Electra, My Love (1974)

Electra (Mari Töröcsik) is filled with a long-simmering rage and she’s not afraid to let people know it. As she says in Miklós Jancsó’s 1974 film Electra, My Love, “I was born to disturb men’s peace.”

Who could blame her? The current king of the land, Aegisthus (J¢szsef Madaras), murdered her father/his brother Agamemnon, the rightful king, usurped the throne, and cast out her brother Orestes (György Cserhalmi). That was all 15 years ago and just about everyone’s managed to erase the dirty little details from their collective consciousness, but Electra remembers. As she puts it, “I, Electra, who does not forget. While one person lives who doesn’t forget, no one can forget.”

Still, for Aegisthus and the rest of the population, the true story of Agamemnon’s death is best forgotten. It’s easier to believe the administration-approved version of events: the old king was a fool, burdening his people with a freedom they could not handle and failing to impose much-needed order on the land. It doesn’t matter that “order” is imposed violently and results in a repressive regime (a consistent image throughout the film shows naked commoners being herded around the landscape by the king’s whip-wielding men). Order is all. Says Aegisthus: “A ruler knows that to keep order in his kingdom, roads must be paved with skulls and walls plastered with cries. I don’t like blood, Electra. But it buys order…. People are content if they know what to fear.”

For Electra, this explanation doesn’t cut it. And for years after, she persists, hoping that Orestes will return and avenge their father’s death. Unfortunately, Orestes is nowhere to be seen through much of the film, leaving Electra and Aegisthus to circle around and around each other (in an increasingly wearying manner), holding forth on civic management.

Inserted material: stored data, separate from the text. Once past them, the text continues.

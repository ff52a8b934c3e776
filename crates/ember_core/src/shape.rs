//! Shape capability: ray intersection, bounds, and shading-point lookup.

use ember_math::{Aabb, Ray, Vec2, Vec3};

/// Record of the closest ray-shape intersection.
#[derive(Debug, Clone, Copy)]
pub struct Intersection {
    /// Ray parameter of the hit
    pub t: f32,
    /// World-space hit position
    pub position: Vec3,
    /// Barycentric (u, v) of the hit triangle
    pub barycentric: Vec2,
    /// Geometric per-facet normal, flipped to face the incoming ray
    pub flat_normal: Vec3,
    /// Index of the primitive that was hit
    pub primitive: u32,
    /// True when the ray arrived at the front side of the facet
    pub front_facing: bool,
    /// Number of box/primitive tests performed. Cost diagnostic only,
    /// has no bearing on correctness.
    pub num_tests: u32,
}

impl Default for Intersection {
    fn default() -> Self {
        Self {
            t: f32::INFINITY,
            position: Vec3::ZERO,
            barycentric: Vec2::ZERO,
            flat_normal: Vec3::ZERO,
            primitive: 0,
            front_facing: true,
            num_tests: 0,
        }
    }
}

/// Interpolated shading inputs at a hit point.
#[derive(Debug, Clone, Copy, Default)]
pub struct Fragment {
    pub position: Vec3,
    /// Interpolated shading normal
    pub normal: Vec3,
    /// Geometric facet normal
    pub flat_normal: Vec3,
    pub tangent: Vec3,
    pub uv: Vec2,
    pub front_facing: bool,
}

/// Trait for anything the renderer can cast rays against.
pub trait Shape: Send + Sync {
    /// Find the closest hit within the ray's `[t_min, t_max]` interval.
    fn intersect(&self, ray: &Ray) -> Option<Intersection>;

    /// World-space bounds of the shape.
    fn aabb(&self) -> Aabb;

    /// Turn a raw geometric hit into interpolated shading inputs.
    fn sample_fragment(&self, hit: &Intersection) -> Fragment;
}
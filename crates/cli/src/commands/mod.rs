pub mod agents;
pub mod chat;
pub mod config;
pub mod validate;

use std::path::PathBuf;
use std::sync::Arc;

use huddle_agent::{catalog, ConversationEngine, EngineSettings, GuardrailEngine, ModelCapability};
use huddle_core::config::{AppConfig, LoadOptions};
use serde::Serialize;
use serde_json::Value;
use tracing::info;

#[derive(Debug, Clone)]
pub struct CommandResult {
    pub exit_code: u8,
    pub output: String,
}

#[derive(Debug, Serialize)]
struct CommandOutcome {
    command: String,
    status: String,
    error_class: Option<String>,
    message: String,
    #[serde(skip_serializing_if = "Option::is_none")]
    data: Option<Value>,
}

impl CommandResult {
    pub fn success(command: &str, message: impl Into<String>) -> Self {
        Self::success_with(command, message, None)
    }

    pub fn success_with(command: &str, message: impl Into<String>, data: Option<Value>) -> Self {
        let payload = CommandOutcome {
            command: command.to_string(),
            status: "ok".to_string(),
            error_class: None,
            message: message.into(),
            data,
        };
        Self { exit_code: 0, output: serialize_payload(payload) }
    }

    pub fn failure(
        command: &str,
        error_class: &str,
        message: impl Into<String>,
        exit_code: u8,
    ) -> Self {
        let payload = CommandOutcome {
            command: command.to_string(),
            status: "error".to_string(),
            error_class: Some(error_class.to_string()),
            message: message.into(),
            data: None,
        };
        Self { exit_code, output: serialize_payload(payload) }
    }
}

fn serialize_payload(payload: CommandOutcome) -> String {
    serde_json::to_string(&payload).unwrap_or_else(|error| {
        format!(
            "{{\"command\":\"unknown\",\"status\":\"error\",\"error_class\":\"serialization\",\"message\":\"{}\"}}",
            error.to_string().replace('\\', "\\\\").replace('"', "\\\"")
        )
    })
}

pub(crate) fn load_config(config_path: Option<PathBuf>) -> Result<AppConfig, CommandResultError> {
    let require_file = config_path.is_some();
    AppConfig::load(LoadOptions { config_path, require_file, ..LoadOptions::default() }).map_err(
        |error| CommandResultError {
            error_class: "config_validation",
            message: format!("configuration issue: {error}"),
            exit_code: 2,
        },
    )
}

/// Wires the catalog agents, guardrails and the configured offline model into an engine.
pub(crate) fn build_engine(config: &AppConfig) -> Result<ConversationEngine, CommandResultError> {
    let model: Arc<dyn ModelCapability> = match config.llm.model.as_str() {
        catalog::KEYWORD_MODEL => Arc::new(catalog::keyword_model()),
        other => {
            return Err(CommandResultError {
                error_class: "llm_model_unsupported",
                message: format!(
                    "llm model `{other}` is not available; offline models: {}",
                    catalog::KEYWORD_MODEL
                ),
                exit_code: 3,
            })
        }
    };

    let registry = catalog::registry().map_err(|error| CommandResultError {
        error_class: "registry_validation",
        message: error.to_string(),
        exit_code: 4,
    })?;
    info!(
        event_name = "engine.built",
        provider = ?config.llm.provider,
        model = %config.llm.model,
        agents = registry.summaries().len(),
        "conversation engine ready"
    );

    Ok(ConversationEngine::new(
        Arc::new(registry),
        GuardrailEngine::with_defaults(&config.guardrails),
        model,
        EngineSettings::from(&config.runtime),
    ))
}

pub(crate) fn async_runtime(command: &str) -> Result<tokio::runtime::Runtime, CommandResult> {
    tokio::runtime::Builder::new_current_thread().enable_all().build().map_err(|error| {
        CommandResult::failure(
            command,
            "runtime_init",
            format!("failed to initialize async runtime: {error}"),
            3,
        )
    })
}

#[derive(Debug)]
pub(crate) struct CommandResultError {
    pub error_class: &'static str,
    pub message: String,
    pub exit_code: u8,
}

impl CommandResultError {
    pub fn into_result(self, command: &str) -> CommandResult {
        CommandResult::failure(command, self.error_class, self.message, self.exit_code)
    }
}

At heart a didactic film (concerned as it is with laying out its competing social visions), Electra drives its point home with an unfortunate degree of regularity: killing the lawful ruler (Agamemnon) is bad, willfully forgetting about it is bad, subjecting the people to tyrannical rule is bad, and (if you’re the “people”) rolling over and accepting the state of affairs is, well, bad. How many different ways can the protagonist say, “I, Electra, will not forget”? Okay, point taken. It doesn’t help that the dialogue is delivered in a sometimes mechanical fashion. Maybe the point is to problematize viewers’ reactions, a kind of Brechtian gesture towards deconstructing the “naturalistic” tendencies of film.

But this pay-off in self-reflexivity, if that’s what it is, just becomes annoying after about 30 minutes. Luckily, Jancsó manages to bring a bit of formal flair to the didactic regime. Considering it’s emotional subject matter (murder, tyranny, revenge, etc.) Electra is pleasantly reserved on the technical front. Jancsó used a meager 12 long-sequences in Electra, a decision that could have been disastrous (as in, turgid, slow, ponderous) if executed poorly. Jancsó camera-work is nimble, however, composed of fluid tracking shots and movements from long-shot to close-up and back again. It has an organic feel to it that’s in stark contrast to the acting style and delivery noted above.

Things get a bit mysterious and symbol-laden in the latter quarter of the film. Without giving away the ending, suffice it to say that it involves a red helicopter and revolvers, which is a bit strange given that until that point the film was happy enough to unfold in a pre-industrial age landscape of horses, knives and spears. Whatever inspired Jancsó to tack this sequence onto the end, the effect is to explode the film’s narrative trajectory, violently pulling the audience out of what was a gentle downswing towards a logical and traditional cinematic closure.

The sequence is a bit ridiculous and poetic at the same time, replete with a voiceover narrative extolling the virtues of perpetual revolution that would give even the most bureaucratic party apparatchik a bit of a rise. It’s a mix of (apparently) real reverence and over-the-top slapstick that’s contradictory to say the least, and not exactly palatable.

And perhaps that’s Jancsó’s point. The film was directed and released in Hungary at a time when the Soviet Union, and the Soviet bloc in general, were in an imminent state of collapse. Contradiction was the order of the day – not least of which was the contradiction between the utopian party rhetoric and the realities of a repressive state system. One can imagine today that Electra‘s conclusion held a certain self-reflective relevance for the Hungarian audiences at the time.